*** TASK INPUTS ***

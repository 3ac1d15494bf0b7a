//! JSON report adapter implementing ReportPort.

use std::fs::File;
use std::io::{self, BufWriter, Write};

use crate::domain::error::BacktestError;
use crate::domain::report::BacktestReport;
use crate::ports::report_port::ReportPort;

/// Output path that selects standard output.
pub const STDOUT_PATH: &str = "-";

#[derive(Debug, Clone, Copy, Default)]
pub struct JsonReportAdapter {
    pub pretty: bool,
}

impl JsonReportAdapter {
    pub fn new(pretty: bool) -> Self {
        Self { pretty }
    }

    /// Serializes `report` into `writer` followed by a newline.
    pub fn write_to<W: Write>(
        &self,
        report: &BacktestReport,
        mut writer: W,
    ) -> Result<(), BacktestError> {
        if self.pretty {
            serde_json::to_writer_pretty(&mut writer, report)?;
        } else {
            serde_json::to_writer(&mut writer, report)?;
        }
        writeln!(writer)?;
        writer.flush()?;
        Ok(())
    }
}

impl ReportPort for JsonReportAdapter {
    fn write(&self, report: &BacktestReport, output_path: &str) -> Result<(), BacktestError> {
        if output_path == STDOUT_PATH {
            let stdout = io::stdout();
            return self.write_to(report, stdout.lock());
        }
        let file = File::create(output_path)?;
        self.write_to(report, BufWriter::new(file))
    }
}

***

== TASK OBJECTIVE ==
The output should match the records above exactly, entry for entry.

== ANSWER TO THIS PROBLEM ==
repository 3ac1d15494bf0b7a
//! JSON report adapter implementing ReportPort.

use std::fs::File;
use std::io::{self, BufWriter, Write};

use crate::domain::error::BacktestError;
use crate::domain::report::BacktestReport;
use crate::ports::report_port::ReportPort;

/// Output path that selects standard output.
pub const STDOUT_PATH: &str = "-";

#[derive(Debug, Clone, Copy, Default)]
pub struct JsonReportAdapter {
    pub pretty: bool,
}

impl JsonReportAdapter {
    pub fn new(pretty: bool) -> Self {
        Self { pretty }
    }

    /// Serializes `report` into `writer` followed by a newline.
    pub fn write_to<W: Write>(
        &self,
        report: &BacktestReport,
        mut writer: W,
    ) -> Result<(), BacktestError> {
        if self.pretty {
            serde_json::to_writer_pretty(&mut writer, report)?;
        } else {
            serde_json::to_writer(&mut writer, report)?;
        }
        writeln!(writer)?;
        writer.flush()?;
        Ok(())
    }
}

impl ReportPort for JsonReportAdapter {
    fn write(&self, report: &BacktestReport, output_path: &str) -> Result<(), BacktestError> {
        if output_path == STDOUT_PATH {
            let stdout = io::stdout();
            return self.write_to(report, stdout.lock());
        }
        let file = File::create(output_path)?;
        self.write_to(report, BufWriter::new(file))
    }
}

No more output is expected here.